Oh god, I'm so sorry to hear all that. I know that all the "sorry"s in the world probably can't do much to heal all the stress and anxiety and fear you're going through right now. Just know that, for what it's worth, I'm sending good vibes your way, and if there's anything I might be able to do for you, don't hesitate to ask.
Sarah, you know I am always here for you. I am terribly sorry to hear this news, but I'll be there to support you as a friend should.
I'm so sorry! Sometimes you just have to plow ahead one minute at a time. We're all wishing for the best for you – strength, courage, and healing.
I can't imagine how you must feel. But I'm sure you will cope with it as you did with your first year of cancer and your pregnancy. I hope and wish that things will go well for you.
Sarah, I won't pretend I know you – yet. I only recently began following you on twitter and reading some of your posts here. But this post struck close to home for me and I thought I would send you my positive thoughts. As everyone else here has posted, all the "I'm sorry"s in the world can't change the way you feel, and it's unlikely that anything we can say is going to be something that you haven't already thought of. So please forgive me if I state the obvious here – whenever you have those moments of depression or weariness, go look in on your new baby. There is your reason for fighting, as well as the joy in your life.

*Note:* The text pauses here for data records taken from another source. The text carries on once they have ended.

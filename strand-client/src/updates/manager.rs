//! Per-stream gap detection, without I/O.
//!
//! Every stream carries a counter. A batch advances it by `count`:
//!
//! * `counter <= local`: already seen, dropped.
//! * `counter == local + count`: applied.
//! * anything else: a gap. The batch is buffered and a difference must be
//!   fetched from `local` before the stream can move on.

use std::collections::HashMap;
use std::sync::Arc;
use std::time::Duration;

use crate::storage::{Storage, Stream, UpdatesState};

/// Failed difference fetches tolerated before a stream needs a full resync.
pub const MAX_DIFFERENCE_ATTEMPTS: u32 = 5;

const BACKOFF_BASE: Duration = Duration::from_millis(500);
const BACKOFF_CAP: Duration = Duration::from_secs(30);

/// Updates pushed together under one counter range.
#[derive(Clone, Debug, PartialEq)]
pub struct UpdateBatch {
    pub stream: Stream,
    /// Counter after applying this batch (`seq` or channel `pts`).
    pub counter: i32,
    /// How far this batch moves the counter.
    pub count: i32,
    pub date: i32,
    /// Account `pts` carried by a global batch, persisted with it.
    pub pts: Option<i32>,
    pub updates: Vec<Vec<u8>>,
}

/// Ask the server for everything on `stream` after `from`.
#[derive(Clone, Copy, Debug, PartialEq, Eq)]
pub struct DifferenceRequest {
    pub stream: Stream,
    pub from: i32,
    pub date: i32,
}

/// What the server answered to a [`DifferenceRequest`].
#[derive(Clone, Debug, PartialEq)]
pub struct Difference {
    pub updates: Vec<Vec<u8>>,
    /// Authoritative counter once `updates` are applied.
    pub counter: i32,
    pub date: i32,
    /// `false` when the server has more and another fetch is needed.
    pub is_final: bool,
}

#[derive(Clone, Debug, PartialEq)]
pub enum UpdateEvent {
    Update { stream: Stream, body: Vec<u8> },
    /// Gap recovery gave up; the stream must be resynchronised from scratch.
    ResyncNeeded(Stream),
}

#[derive(Clone, Copy, Debug, PartialEq, Eq)]
pub enum Phase {
    Normal,
    /// A difference is needed but not being fetched yet.
    GapDetected,
    Recovering,
    NeedsFullResync,
}

/// Updates to deliver, and possibly a difference to fetch next.
#[derive(Debug, Default, PartialEq)]
pub struct Outcome {
    pub events: Vec<UpdateEvent>,
    pub fetch: Option<DifferenceRequest>,
}

#[derive(Debug, PartialEq)]
pub enum FetchRetry {
    After { delay: Duration, request: DifferenceRequest },
    GiveUp(UpdateEvent),
}

#[derive(Debug)]
struct StreamState {
    phase: Phase,
    buffer: Vec<UpdateBatch>,
    failures: u32,
}

impl Default for StreamState {
    fn default() -> Self {
        Self { phase: Phase::Normal, buffer: Vec::new(), failures: 0 }
    }
}

/// Orders pushed batches per stream and tells the caller when to fetch.
pub struct UpdateManager {
    state: UpdatesState,
    streams: HashMap<Stream, StreamState>,
    storage: Arc<dyn Storage>,
}

impl UpdateManager {
    /// Resume from what `storage` remembers.
    pub fn new(storage: Arc<dyn Storage>) -> Self {
        let state = storage.updates_state().unwrap_or_else(|e| {
            tracing::warn!("[strand] could not load update state from {}: {e}", storage.name());
            UpdatesState::default()
        });
        Self { state, streams: HashMap::new(), storage }
    }

    pub fn state(&self) -> &UpdatesState { &self.state }

    pub fn phase(&self, stream: Stream) -> Phase {
        self.streams.get(&stream).map_or(Phase::Normal, |s| s.phase)
    }

    pub fn handle_batch(&mut self, batch: UpdateBatch) -> Outcome {
        let stream = batch.stream;
        if stream == Stream::Global && batch.counter == 0 {
            return self.apply_unsequenced(batch);
        }

        let phase = self.phase(stream);
        if phase == Phase::NeedsFullResync {
            tracing::debug!("[strand] {stream:?} awaits a full resync, dropping batch {}", batch.counter);
            return Outcome::default();
        }

        let local = match self.state.counter(stream) {
            Some(local) => local,
            None => {
                let start = batch.counter - batch.count;
                tracing::debug!("[strand] first batch for {stream:?}, starting at {start}");
                self.set_counter(stream, start);
                start
            }
        };

        if batch.counter <= local {
            tracing::trace!("[strand] duplicate batch {} on {stream:?} (local {local})", batch.counter);
            return Outcome::default();
        }
        if phase != Phase::Normal {
            self.stream_mut(stream).buffer.push(batch);
            return Outcome::default();
        }
        if batch.counter == local + batch.count {
            let mut out = Outcome::default();
            self.apply(batch, &mut out.events);
            return out;
        }

        tracing::warn!(
            "[strand] gap on {stream:?}: local {local}, got {} (+{})",
            batch.counter,
            batch.count
        );
        let date = self.state.date;
        let s = self.stream_mut(stream);
        s.phase = Phase::GapDetected;
        s.failures = 0;
        s.buffer.push(batch);
        Outcome { events: Vec::new(), fetch: Some(DifferenceRequest { stream, from: local, date }) }
    }

    /// Mark that a fetch for `stream` is in flight.
    pub fn fetch_started(&mut self, stream: Stream) {
        self.stream_mut(stream).phase = Phase::Recovering;
    }

    /// Deliver a fetched difference, then replay whatever was buffered.
    pub fn apply_difference(&mut self, stream: Stream, diff: Difference) -> Outcome {
        let mut out = Outcome::default();
        out.events.extend(diff.updates.into_iter().map(|body| UpdateEvent::Update { stream, body }));
        self.set_counter(stream, diff.counter);
        if stream == Stream::Global {
            self.state.date = diff.date;
        }
        self.persist(stream, None);

        let mut buffered = std::mem::take(&mut self.stream_mut(stream).buffer);
        buffered.sort_by_key(|b| b.counter);
        let mut remaining = Vec::new();
        for batch in buffered {
            let local = self.state.counter(stream).unwrap_or(diff.counter);
            if !remaining.is_empty() {
                remaining.push(batch);
            } else if batch.counter <= local {
                tracing::trace!("[strand] buffered batch {} already covered", batch.counter);
            } else if batch.counter == local + batch.count {
                self.apply(batch, &mut out.events);
            } else {
                remaining.push(batch);
            }
        }

        let counter = self.state.counter(stream).unwrap_or(diff.counter);
        let date = self.state.date;
        let still_gapped = !remaining.is_empty();
        let s = self.stream_mut(stream);
        s.buffer = remaining;
        s.failures = 0;
        if still_gapped || !diff.is_final {
            s.phase = Phase::GapDetected;
            out.fetch = Some(DifferenceRequest { stream, from: counter, date });
        } else {
            s.phase = Phase::Normal;
        }
        out
    }

    /// Record a failed fetch and decide whether to try again.
    pub fn fetch_failed(&mut self, stream: Stream) -> FetchRetry {
        let from = self.state.counter(stream).unwrap_or_default();
        let date = self.state.date;
        let s = self.stream_mut(stream);
        s.failures += 1;
        if s.failures >= MAX_DIFFERENCE_ATTEMPTS {
            tracing::error!("[strand] giving up on {stream:?} after {} failed fetches", s.failures);
            s.phase = Phase::NeedsFullResync;
            s.buffer.clear();
            return FetchRetry::GiveUp(UpdateEvent::ResyncNeeded(stream));
        }
        s.phase = Phase::GapDetected;
        FetchRetry::After { delay: backoff(s.failures - 1), request: DifferenceRequest { stream, from, date } }
    }

    /// Request a difference for `stream` even though no gap was seen, e.g.
    /// after pushes were lost. `None` if one is already pending.
    pub fn force_difference(&mut self, stream: Stream) -> Option<DifferenceRequest> {
        let from = self.state.counter(stream)?;
        let date = self.state.date;
        let s = self.stream_mut(stream);
        if s.phase != Phase::Normal {
            return None;
        }
        s.phase = Phase::GapDetected;
        s.failures = 0;
        Some(DifferenceRequest { stream, from, date })
    }

    /// Start `stream` over from `counter` after an external resync.
    pub fn reset(&mut self, stream: Stream, counter: i32) {
        self.set_counter(stream, counter);
        self.persist(stream, None);
        self.streams.remove(&stream);
    }

    fn apply_unsequenced(&mut self, batch: UpdateBatch) -> Outcome {
        if batch.date > self.state.date {
            self.state.date = batch.date;
        }
        self.persist(Stream::Global, batch.pts);
        let events = batch
            .updates
            .into_iter()
            .map(|body| UpdateEvent::Update { stream: Stream::Global, body })
            .collect();
        Outcome { events, fetch: None }
    }

    fn apply(&mut self, batch: UpdateBatch, events: &mut Vec<UpdateEvent>) {
        let stream = batch.stream;
        self.set_counter(stream, batch.counter);
        if stream == Stream::Global {
            self.state.date = batch.date;
        }
        self.persist(stream, batch.pts);
        events.extend(batch.updates.into_iter().map(|body| UpdateEvent::Update { stream, body }));
    }

    fn set_counter(&mut self, stream: Stream, counter: i32) {
        match stream {
            Stream::Global => self.state.seq = counter,
            Stream::Channel(id) => {
                self.state.channels.insert(id, counter);
            }
        }
    }

    fn persist(&mut self, stream: Stream, pts: Option<i32>) {
        let result = match stream {
            Stream::Global => {
                if let Some(pts) = pts {
                    self.state.pts = pts;
                }
                self.storage
                    .set_seq_date(self.state.seq, self.state.date)
                    .and_then(|()| pts.map_or(Ok(()), |pts| self.storage.set_pts(Stream::Global, pts)))
            }
            Stream::Channel(id) => {
                let pts = self.state.channels.get(&id).copied().unwrap_or_default();
                self.storage.set_pts(stream, pts)
            }
        };
        if let Err(e) = result {
            tracing::warn!("[strand] could not persist {stream:?} state to {}: {e}", self.storage.name());
        }
    }

    fn stream_mut(&mut self, stream: Stream) -> &mut StreamState {
        self.streams.entry(stream).or_default()
    }
}

/// `500 ms · 2^n`, capped at 30 s.
pub fn backoff(n: u32) -> Duration {
    BACKOFF_BASE.saturating_mul(1u32.checked_shl(n).unwrap_or(u32::MAX)).min(BACKOFF_CAP)
}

I started to write you about why your story hits so close to home, but I know you have probably already heard all kinds of inspirational survivor stories from friends and family. Just listen to them and know that you aren't alone, and that you have things worth fighting for. And always remember that your outlook is going to be one of your strongest weapons in your fight.
I have no words for how awful this must be to deal with Sarah.
That said, you are probably one of the strongest people to be so open about it and don't seem defeated or anything.
Stay strong, and know that I will send good vibes your way.
I'm too far away to offer practical support in the form of food or babysitting time, but I can offer a nice distraction: books. Let me know if there's anything you want!
I'm so sorry, Sarah. I can imagine how frustrated and terrified you are right now. You're in my thoughts.
I'm so sorry to hear this, Sarah. Huge hugs and I'm thinking of you.
Keep strong.
Sarah – I cannot even imagine how furious you must be with the universe right now. Hold onto your support system – that great husband, beautiful little girl, the rest of your family and friends and your internet communities. We are all pulling for you to get this behind you as soon as possible. Take all the help that is offered and ask for more if you need it. I wish all the best for you. Julie
Oh I really am sorry to hear the medicine didn't do as hoped. I've been hoping this would all clear up for you.
Hope things go smoothly with the next phase of the treatments and all. Thinking of you. *hugs*
Sarah, I have been watching for your updates and am so sorry to hear this news. I am thinking about you. Stay strong.